Imatinib also has activity in diseases dependent on other kinases, such as PDGF receptor PDGFRα, PDGFRβ, or KIT, and is active against myeloproliferative disorders associated with eosinophilia and FIP1L1/PDGFRα or PDGFRβ fusion genes, as well as against systemic mastocytosis without KIT D816V mutation (see Chapter 71, Chapter 72 ).
Common adverse events due to imatinib include fluid overload and edema, and development of heart failure, fatigue, rash, and myelosuppression. Gastrointestinal side effects are common, and nausea and vomiting are frequent reasons for poor compliance.

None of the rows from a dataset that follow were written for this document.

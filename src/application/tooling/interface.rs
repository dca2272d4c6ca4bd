use async_trait::async_trait;
use serde::{Deserialize, Serialize};
use serde_json::{Map, Value};
use std::collections::BTreeMap;

use super::error::ToolInvokeError;

#[derive(Debug, Clone, Copy, PartialEq, Eq, Serialize, Deserialize)]
#[serde(rename_all = "lowercase")]
pub enum ParamKind {
    String,
    Number,
    Integer,
    Boolean,
    Array,
    Object,
}

#[derive(Debug, Clone, PartialEq, Serialize, Deserialize)]
pub struct ParamSpec {
    #[serde(rename = "type")]
    pub kind: ParamKind,
    pub description: String,
    #[serde(default)]
    pub required: bool,
    #[serde(rename = "enum", skip_serializing_if = "Option::is_none")]
    pub allowed: Option<Vec<String>>,
}

impl ParamSpec {
    pub fn required(kind: ParamKind, description: impl Into<String>) -> Self {
        Self {
            kind,
            description: description.into(),
            required: true,
            allowed: None,
        }
    }

    pub fn optional(kind: ParamKind, description: impl Into<String>) -> Self {
        Self {
            kind,
            description: description.into(),
            required: false,
            allowed: None,
        }
    }

    pub fn with_allowed(mut self, values: &[&str]) -> Self {
        self.allowed = Some(values.iter().map(|value| value.to_string()).collect());
        self
    }
}

#[derive(Debug, Clone, PartialEq, Serialize, Deserialize)]
pub struct ToolSpec {
    pub name: String,
    pub description: String,
    pub parameters: BTreeMap<String, ParamSpec>,
}

impl ToolSpec {
    pub fn new(name: impl Into<String>, description: impl Into<String>) -> Self {
        Self {
            name: name.into(),
            description: description.into(),
            parameters: BTreeMap::new(),
        }
    }

    pub fn with_param(mut self, name: impl Into<String>, spec: ParamSpec) -> Self {
        self.parameters.insert(name.into(), spec);
        self
    }

    pub fn missing_required(&self, args: &Map<String, Value>) -> Vec<String> {
        self.parameters
            .iter()
            .filter(|(name, spec)| spec.required && !args.contains_key(*name))
            .map(|(name, _)| name.clone())
            .collect()
    }

    pub fn validate_input(&self, args: &Map<String, Value>) -> bool {
        self.missing_required(args).is_empty()
    }
}

#[async_trait]
pub trait Tool: Send + Sync {
    fn spec(&self) -> &ToolSpec;

    async fn invoke(&self, args: Map<String, Value>) -> Result<Value, ToolInvokeError>;

    fn name(&self) -> &str {
        &self.spec().name
    }

    fn description(&self) -> &str {
        &self.spec().description
    }
}

pub struct FunctionTool<F>
where
    F: Fn(Map<String, Value>) -> Result<Value, ToolInvokeError> + Send + Sync,
{
    spec: ToolSpec,
    func: F,
}

impl<F> FunctionTool<F>
where
    F: Fn(Map<String, Value>) -> Result<Value, ToolInvokeError> + Send + Sync,
{
    pub fn new(spec: ToolSpec, func: F) -> Self {
        Self { spec, func }
    }
}

#[async_trait]
impl<F> Tool for FunctionTool<F>
where
    F: Fn(Map<String, Value>) -> Result<Value, ToolInvokeError> + Send + Sync,
{
    fn spec(&self) -> &ToolSpec {
        &self.spec
    }

    async fn invoke(&self, args: Map<String, Value>) -> Result<Value, ToolInvokeError> {
        (self.func)(args)
    }
}
use chrono::NaiveDate;
use serde::{Deserialize, Serialize};

#[derive(Debug, Clone, Copy, PartialEq, Eq, Serialize, Deserialize)]
#[serde(rename_all = "lowercase")]
pub enum PlantType {
    Vegetable,
    Herb,
    Flower,
    Fruit,
    Perennial,
    Annual,
}

#[derive(Debug, Clone, Copy, PartialEq, Eq, Serialize, Deserialize)]
#[serde(rename_all = "snake_case")]
pub enum SunRequirement {
    FullSun,
    PartialShade,
    FullShade,
}

#[derive(Debug, Clone, Copy, PartialEq, Eq, Serialize, Deserialize)]
#[serde(rename_all = "lowercase")]
pub enum WaterNeeds {
    Low,
    Medium,
    High,
}

#[derive(Debug, Clone, Copy, PartialEq, Eq, Serialize, Deserialize)]
#[serde(rename_all = "lowercase")]
pub enum SpaceCategory {
    Small,
    Medium,
    Large,
}

#[derive(Debug, Clone, Copy, PartialEq, Eq, Serialize, Deserialize)]
#[serde(rename_all = "lowercase")]
pub enum PlantingMethod {
    Seed,
    Transplant,
    Both,
}

#[derive(Debug, Clone, PartialEq, Serialize, Deserialize)]
pub struct Plant {
    pub common_name: String,
    pub scientific_name: String,
    pub plant_type: PlantType,
    pub hardiness_zones: Vec<String>,
    pub sun_requirement: SunRequirement,
    pub water_needs: WaterNeeds,
    pub space_category: SpaceCategory,
    pub spacing_inches: f64,
    pub days_to_maturity: i64,
    pub planting_method: PlantingMethod,
    pub height_inches: f64,
    pub spread_inches: f64,
    pub continuous_harvest: bool,
    pub companion_plants: Vec<String>,
    pub antagonist_plants: Vec<String>,
    #[serde(skip_serializing_if = "Option::is_none")]
    pub notes: Option<String>,
}

/// Frost dates are `None` in frost-free climates.
#[derive(Debug, Clone, PartialEq, Serialize, Deserialize)]
pub struct ClimateInfo {
    pub hardiness_zone: String,
    pub last_spring_frost: Option<NaiveDate>,
    pub first_fall_frost: Option<NaiveDate>,
    pub growing_season_days: u32,
}

#[derive(Debug, Clone, Copy, PartialEq, Eq, Serialize, Deserialize)]
#[serde(rename_all = "lowercase")]
pub enum Relationship {
    Beneficial,
    Antagonistic,
    Neutral,
}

Dasatinib is a second-generation ABL kinase inhibitor approved for the treatment of CML. Dasatinib is an oral multikinase inhibitor, affecting BCR-ABL, KIT, PDGFR, and Src kinases. It binds the ATP binding site of ABL in an opposite direction to imatinib, can inhibit active and inactive forms of the kinase, and requires fewer points of contact. This reduced structural stringency in kinase inhibition allows for inhibition of all kinase mutations, with the exception of the T315I mutation.
Compared with imatinib, dasatinib is several hundred times more potent as an inhibitor of ABL. Initial studies demonstrated dasatinib-induced responses in patients who had developed resistance to imatinib treated in the chronic, accelerated, and blast phase of CML. There is a high response rate in patients with wild-type sequences of BCR-ABL and also in patients with mutations in the ABL protein conferring resistance to imatinib, including E255V and Y253H . The notable exception is T315 mutations.
As a multikinase inhibitor, dasatinib has a role in myeloid-lymphoid neoplasms with eosinophilia and recurrent genomic translocations. Dasatinib has a broad toxicity profile, with pulmonary edema, pleural effusions, and thrombocytopenia being the more frequent adverse effects. Recently, higher rates of pulmonary hypertension have been observed in patients receiving dasatinib.